Klik Suplemen Cistanche Tubulosa
Untuk info lebih lanjut:
david.deng@wecistanche.com WhatsApp:86 13632399501
Bagian ini mengimplementasikan identifikasi radiometrik yang diusulkan menggunakan data simulasi dan nyata. Pertama, data dikoreksi untuk frekuensi offset dan digunakan untuk membalik fase offset yang bervariasi waktu. Kedua, algoritma yang diusulkan yang diatur oleh aturan (6) diimplementasikan menghasilkan matriks kebingungan.

4.1. Fase Sinyal dan Koreksi Frekuensi Offset
Data disimulasikan untuk sinyal QPSK yang tunduk pada offset frekuensi osilator lokal. Tabel 1 menunjukkan parameter simulasi.
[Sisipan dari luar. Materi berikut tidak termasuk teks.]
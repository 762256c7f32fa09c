//! End-to-end tests through the public `Engine` surface: pack files on
//! disk, search-path shadowing, and loads into every allocator.

use bedrock::{Engine, EngineConfig, EngineError, LoadDest};
use std::fs;
use std::path::Path;
use tempfile::TempDir;

/// Serialize a pack image: 12-byte header, member data, trailing
/// directory of 64-byte entries.
fn build_pack(members: &[(&str, &[u8])]) -> Vec<u8> {
    let mut data = Vec::new();
    let mut directory = Vec::new();
    let mut position = 12usize;

    for (name, bytes) in members {
        data.extend_from_slice(bytes);
        let mut entry = [0u8; 64];
        entry[..name.len()].copy_from_slice(name.as_bytes());
        entry[56..60].copy_from_slice(&(position as u32).to_le_bytes());
        entry[60..64].copy_from_slice(&(bytes.len() as u32).to_le_bytes());
        directory.extend_from_slice(&entry);
        position += bytes.len();
    }

    let mut image = Vec::new();
    image.extend_from_slice(b"PACK");
    image.extend_from_slice(&((12 + data.len()) as u32).to_le_bytes());
    image.extend_from_slice(&(directory.len() as u32).to_le_bytes());
    image.extend_from_slice(&data);
    image.extend_from_slice(&directory);
    image
}

fn write_pack(dir: &Path, index: usize, members: &[(&str, &[u8])]) {
    fs::write(dir.join(format!("pak{}.pak", index)), build_pack(members)).unwrap();
}

fn small_engine() -> Engine {
    let config = EngineConfig {
        hunk_size: 1024 * 1024,
        zone_size: 128 * 1024,
        ..EngineConfig::default()
    };
    Engine::init(&config).unwrap()
}

#[test]
fn test_load_from_pack_with_terminator() {
    let dir = TempDir::new().unwrap();
    write_pack(dir.path(), 0, &[("a.txt", b"hello"), ("b.txt", b"bye")]);

    let mut engine = small_engine();
    engine.add_game_directory(dir.path()).unwrap();

    let asset = engine.load("a.txt", LoadDest::HunkLow).unwrap().unwrap();
    assert_eq!(engine.bytes(asset, 6), b"hello\0");

    let asset = engine.load("b.txt", LoadDest::HunkLow).unwrap().unwrap();
    assert_eq!(engine.bytes(asset, 4), b"bye\0");

    engine.memory.validate().unwrap();
}

#[test]
fn test_directory_registration_order_wins() {
    let dir_a = TempDir::new().unwrap();
    let dir_b = TempDir::new().unwrap();
    write_pack(dir_a.path(), 0, &[("shared.dat", b"AAAA")]);
    write_pack(dir_b.path(), 0, &[("shared.dat", b"BBBB")]);

    let mut engine = small_engine();
    engine.add_game_directory(dir_a.path()).unwrap();
    engine.add_game_directory(dir_b.path()).unwrap();

    let asset = engine.load("shared.dat", LoadDest::HunkLow).unwrap().unwrap();
    assert_eq!(engine.bytes(asset, 4), b"BBBB");
}

#[test]
fn test_pack_scan_stops_at_first_gap() {
    let dir = TempDir::new().unwrap();
    write_pack(dir.path(), 0, &[("zero.dat", b"0")]);
    // no pak1.pak
    write_pack(dir.path(), 2, &[("two.dat", b"2")]);

    let mut engine = small_engine();
    engine.add_game_directory(dir.path()).unwrap();

    assert!(engine.load("zero.dat", LoadDest::HunkLow).unwrap().is_some());
    // pak2 sits past the gap and is never registered as a pack, but the
    // directory node still resolves nothing for its member name
    assert!(engine.load("two.dat", LoadDest::HunkLow).unwrap().is_none());
}

#[test]
fn test_load_into_every_destination() {
    let dir = TempDir::new().unwrap();
    write_pack(
        dir.path(),
        0,
        &[("asset.bin", b"payload bytes here")],
    );

    let mut engine = small_engine();
    engine.add_game_directory(dir.path()).unwrap();

    let low = engine.load("asset.bin", LoadDest::HunkLow).unwrap().unwrap();
    let temp = engine.load("asset.bin", LoadDest::HunkTemp).unwrap().unwrap();
    let zone = engine.load("asset.bin", LoadDest::Zone).unwrap().unwrap();
    let user = engine.memory.cache_new_user();
    let cached = engine
        .load("asset.bin", LoadDest::Cache(user))
        .unwrap()
        .unwrap();
    let staged = engine.load("asset.bin", LoadDest::TempStack).unwrap().unwrap();

    for offset in [low, zone, cached, staged] {
        assert_eq!(engine.bytes(offset, 19), b"payload bytes here\0");
    }
    // the TempStack load replaced the HunkTemp one
    assert_ne!(staged, 0);
    let _ = temp;

    assert_eq!(engine.memory.cache_check(user), Some(cached));
    engine.memory.validate().unwrap();
}

#[test]
fn test_corrupt_pack_fails_initialization() {
    let dir = TempDir::new().unwrap();
    let mut image = build_pack(&[("a.txt", b"hello")]);
    image[0..4].copy_from_slice(b"QUAK");
    fs::write(dir.path().join("pak0.pak"), image).unwrap();

    let mut engine = small_engine();
    let result = engine.add_game_directory(dir.path());
    assert!(matches!(result, Err(EngineError::InvalidMagic(_))));
}

#[test]
fn test_level_rollback_releases_loaded_assets() {
    let dir = TempDir::new().unwrap();
    write_pack(dir.path(), 0, &[("level.dat", b"level geometry")]);

    let mut engine = small_engine();
    engine.add_game_directory(dir.path()).unwrap();

    let mark = engine.memory.hunk().low_mark();
    engine.load("level.dat", LoadDest::HunkLow).unwrap().unwrap();
    assert!(engine.memory.hunk().low_used() > mark);

    engine.memory.hunk_mut().free_to_low_mark(mark).unwrap();
    assert_eq!(engine.memory.hunk().low_used(), mark);

    // the next level load lands in the reclaimed space
    let again = engine.load("level.dat", LoadDest::HunkLow).unwrap().unwrap();
    assert_eq!(engine.bytes(again, 15), b"level geometry\0");
}

#[test]
fn test_cvars_and_loader_share_the_zone() {
    let dir = TempDir::new().unwrap();
    write_pack(dir.path(), 0, &[("notes.txt", b"zone resident")]);

    let mut engine = small_engine();
    engine.add_game_directory(dir.path()).unwrap();

    let id = engine.cvar_set("skill", 3.0).unwrap();
    let asset = engine.load("notes.txt", LoadDest::Zone).unwrap().unwrap();

    assert_eq!(engine.cvar_value(id), 3.0);
    assert_eq!(engine.bytes(asset, 14), b"zone resident\0");
    engine.memory.zone_check().unwrap();
}

#[test]
fn test_flush_all_clears_cached_assets() {
    let dir = TempDir::new().unwrap();
    write_pack(dir.path(), 0, &[("a.bin", b"aaaa"), ("b.bin", b"bbbb")]);

    let mut engine = small_engine();
    engine.add_game_directory(dir.path()).unwrap();

    let u1 = engine.memory.cache_new_user();
    let u2 = engine.memory.cache_new_user();
    engine.load("a.bin", LoadDest::Cache(u1)).unwrap().unwrap();
    engine.load("b.bin", LoadDest::Cache(u2)).unwrap().unwrap();

    engine.memory.cache_flush_all();
    assert_eq!(engine.memory.cache_check(u1), None);
    assert_eq!(engine.memory.cache_check(u2), None);
    engine.memory.validate().unwrap();
}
Gambar 5 menunjukkan proses dimana nilai fase sesaat dikumpulkan dan digunakan dalam langkah pemasangan model. Langkah ini juga dapat dijelaskan sebagai pengambilan sampel dari kurva fase. Fase simbol per blok dihistogram diikuti dengan pemasangan polinomial. Puncak polinomial adalah ˆθk untuk blok ke-k. Langkah ini diulangi pada banyak blok dan ditunjukkan pada Gambar 5a – f. Estimasi fase { ˆθk, k=1, 2, . . . , M} menentukan lintasan fase linier yang kemiringannya menentukan fd. Gambar 6 adalah kuadrat terkecil dari model fase ke data. Gambar 6a, dan b masing-masing sesuai dengan SNR=20 dB dan 10 dB. Gambar 6c mengilustrasikan bahwa lintasan fase nonlinier dapat dimodelkan dan dilacak juga. Estimasi f ˆ d=0.0505 Hz dan f ˆ d=0.0455 Hz masing-masing pada SNR=20 dB dan 10 dB. Frekuensi offset sebenarnya adalah 0,05 Hz.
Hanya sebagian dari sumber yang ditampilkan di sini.